Random Formatting...I Want Tables

A

Athena

I just hired on with a new company, and I am in charge of
formatting all their long documents. We have a 90+ page
price list that has been quite randomly formatted using a
series of tabs, spaces, section and column breaks. This
thing is a piece of work...really defies all logic.

I'd like to convert the data into Word tables because the
data is constantly changing(there's still enough "fancy"
formatting that Excel may not be the best choice), and
yet, I do not know how to effectively and efficiently move
the data into the tables. I've been copying a line and
transferring it to the appropriate cell in another
document.

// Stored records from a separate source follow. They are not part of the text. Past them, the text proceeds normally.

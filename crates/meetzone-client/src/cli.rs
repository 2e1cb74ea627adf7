//! Command-line interface definition.

use std::path::PathBuf;

use clap::{Args, Parser, Subcommand};
use meetzone_core::{Language, ResultsLayout, TracingOutputFormat};

/// meetzone - Share one meeting time across time zones
#[derive(Debug, Parser)]
#[command(name = "meetzone")]
#[command(author, version, about, long_about = None)]
pub struct Cli {
    /// Path to configuration file
    #[arg(long, short, env = "MEETZONE_CONFIG")]
    pub config: Option<PathBuf>,

    /// Enable debug output
    #[arg(long, short = 'v')]
    pub debug: bool,

    /// Log line format on stderr
    #[arg(long, value_enum, global = true)]
    pub log_format: Option<LogFormatArg>,

    #[command(subcommand)]
    pub command: Option<Command>,
}

/// Available commands.
#[derive(Debug, Subcommand)]
pub enum Command {
    /// Show each participant's local time for the meeting
    Calc {
        #[command(flatten)]
        meeting: MeetingArgs,

        /// Results layout
        #[arg(long, value_enum)]
        layout: Option<LayoutArg>,

        /// Output in JSON format
        #[arg(long)]
        json: bool,
    },

    /// Generate the invitation message
    Message {
        #[command(flatten)]
        meeting: MeetingArgs,

        /// Message language
        #[arg(long, short, value_enum)]
        lang: Option<LanguageArg>,

        /// Copy the message to the clipboard
        #[arg(long)]
        copy: bool,

        /// Output the conversions in JSON format instead of the message
        #[arg(long, conflicts_with = "copy")]
        json: bool,
    },

    /// Edit the meeting interactively (default)
    Session {
        /// Start with no participants
        #[arg(long)]
        empty: bool,
    },

    /// List the base time zones
    Zones,

    /// Configuration commands
    Config {
        #[command(subcommand)]
        action: ConfigAction,
    },
}

/// Meeting fields shared by `calc` and `message`.
#[derive(Debug, Clone, Args)]
pub struct MeetingArgs {
    /// Meeting title
    #[arg(long, short)]
    pub title: Option<String>,

    /// Meeting date (YYYY-MM-DD), defaults to tomorrow
    #[arg(long, short)]
    pub date: Option<String>,

    /// Meeting time (HH:MM) in the base zone
    #[arg(long)]
    pub time: Option<String>,

    /// Base time zone (IANA identifier)
    #[arg(long, short)]
    pub zone: Option<String>,

    /// Participant as NAME=Area/City (can be repeated)
    #[arg(long, short, value_parser = parse_participant, action = clap::ArgAction::Append)]
    pub participant: Vec<(String, String)>,
}

/// Parses `NAME=Area/City`. The zone is everything after the last `=`.
pub fn parse_participant(value: &str) -> Result<(String, String), String> {
    let (name, zone) = value
        .rsplit_once('=')
        .ok_or_else(|| format!("expected NAME=Area/City, got '{}'", value))?;
    Ok((name.trim().to_string(), zone.trim().to_string()))
}

/// Message language flag values.
#[derive(Debug, Clone, Copy, PartialEq, Eq, clap::ValueEnum)]
pub enum LanguageArg {
    Es,
    En,
}

impl From<LanguageArg> for Language {
    fn from(arg: LanguageArg) -> Self {
        match arg {
            LanguageArg::Es => Language::Es,
            LanguageArg::En => Language::En,
        }
    }
}

/// Results layout flag values.
#[derive(Debug, Clone, Copy, PartialEq, Eq, clap::ValueEnum)]
pub enum LayoutArg {
    Table,
    Cards,
}

impl From<LayoutArg> for ResultsLayout {
    fn from(arg: LayoutArg) -> Self {
        match arg {
            LayoutArg::Table => ResultsLayout::Table,
            LayoutArg::Cards => ResultsLayout::Cards,
        }
    }
}

/// Log format flag values.
#[derive(Debug, Clone, Copy, PartialEq, Eq, clap::ValueEnum)]
pub enum LogFormatArg {
    Compact,
    Pretty,
    Json,
}

impl From<LogFormatArg> for TracingOutputFormat {
    fn from(arg: LogFormatArg) -> Self {
        match arg {
            LogFormatArg::Compact => TracingOutputFormat::Compact,
            LogFormatArg::Pretty => TracingOutputFormat::Pretty,
            LogFormatArg::Json => TracingOutputFormat::Json,
        }
    }
}

/// Configuration actions.
#[derive(Debug, Subcommand)]
pub enum ConfigAction {
    /// Dump current configuration
    Dump,

    /// Validate configuration
    Validate,

    /// Show configuration file path
    Path,
}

I've got 10,000+ lines, and this has to get out
before the end of Sept. How do I expedite the process?

Thank You!!!!
 
J

Jonathan West

Hi Athena,

That's a tough one. It depends to a certain extent on how random is all is.
First thing to to is take a backup of your orihginal document. The
experiments you will need to do may mess the document up, so you want to
play with a copy and know that if the worst comes to the worst, you can go
back to your original.

They key thing about getting it into a table is getting the data into a
proper tab-delimited format first. Then its a fairly straightforward job to
then do a Convert Text to Table.

I'm not sure where the column section breaks come in, so in this answer I'm
going to concentrate on the tabs & spaces.

Assuming that every row of the table has an item in every column, then one
way to approach this is to proceed as follows.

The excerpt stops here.